-- Opening Marker --

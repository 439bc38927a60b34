//! Related-titles strip for the detail modal

use crate::models::MovieSummary;

/// Maximum number of titles shown in the related strip
pub const SIMILAR_LIMIT: usize = 6;

/// Pick up to [`SIMILAR_LIMIT`] titles related to `movie` from `pool`
///
/// Titles sharing at least one genre come first, in pool order; if fewer
/// than the limit share a genre, the strip is backfilled with the remaining
/// titles. The movie itself is never included. An empty pool yields an
/// empty strip.
pub fn similar_titles<'a>(movie: &MovieSummary, pool: &'a [MovieSummary]) -> Vec<&'a MovieSummary> {
    let mut picks: Vec<&MovieSummary> = Vec::with_capacity(SIMILAR_LIMIT);

    for candidate in pool {
        if picks.len() == SIMILAR_LIMIT {
            return picks;
        }
        if candidate.id != movie.id && shares_genre(movie, candidate) {
            picks.push(candidate);
        }
    }

    for candidate in pool {
        if picks.len() == SIMILAR_LIMIT {
            break;
        }
        if candidate.id != movie.id && !picks.iter().any(|p| p.id == candidate.id) {
            picks.push(candidate);
        }
    }

    picks
}

fn shares_genre(a: &MovieSummary, b: &MovieSummary) -> bool {
    a.genres.iter().any(|g| b.genres.contains(g))
}

// =============================================================================
// Unit Tests
// =============================================================================

#[cfg(test)]
mod tests {
    use super::*;

    fn movie(id: &str, genres: &[&str]) -> MovieSummary {
        MovieSummary {
            id: id.to_string(),
            title: format!("Title {}", id),
            genres: genres.iter().map(|g| g.to_string()).collect(),
            ..Default::default()
        }
    }

    #[test]
    fn test_genre_matches_come_first() {
        let target = movie("t", &["Action"]);
        let pool = vec![
            movie("1", &["Drama"]),
            movie("2", &["Action", "Thriller"]),
            movie("3", &["Action"]),
        ];
        let picks = similar_titles(&target, &pool);
        let ids: Vec<&str> = picks.iter().map(|m| m.id.as_str()).collect();
        assert_eq!(ids, vec!["2", "3", "1"]);
    }

    #[test]
    fn test_excludes_self() {
        let target = movie("t", &["Action"]);
        let pool = vec![movie("t", &["Action"]), movie("2", &["Action"])];
        let picks = similar_titles(&target, &pool);
        assert_eq!(picks.len(), 1);
        assert_eq!(picks[0].id, "2");
    }

    #[test]
    fn test_caps_at_limit() {
        let target = movie("t", &["Action"]);
        let pool: Vec<MovieSummary> = (0..10)
            .map(|i| movie(&i.to_string(), &["Action"]))
            .collect();
        assert_eq!(similar_titles(&target, &pool).len(), SIMILAR_LIMIT);
    }

    #[test]
    fn test_backfill_stops_at_limit() {
        let target = movie("t", &["Action"]);
        let mut pool = vec![movie("a", &["Action"]), movie("b", &["Action"])];
        pool.extend((0..10).map(|i| movie(&i.to_string(), &["Drama"])));
        let picks = similar_titles(&target, &pool);
        assert_eq!(picks.len(), SIMILAR_LIMIT);
        assert_eq!(picks[0].id, "a");
        assert_eq!(picks[1].id, "b");
    }

    #[test]
    fn test_empty_pool() {
        let target = movie("t", &["Action"]);
        assert!(similar_titles(&target, &[]).is_empty());
    }

    #[test]
    fn test_no_genres_backfills_only() {
        let target = movie("t", &[]);
        let pool = vec![movie("1", &["Drama"]), movie("2", &[])];
        let picks = similar_titles(&target, &pool);
        assert_eq!(picks.len(), 2);
    }
}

-- Closing Marker --

§ ASSIGNMENT: For the listing above, state how many lines contain the word "collect", with no other words.

§ SOLVED EXERCISE: 3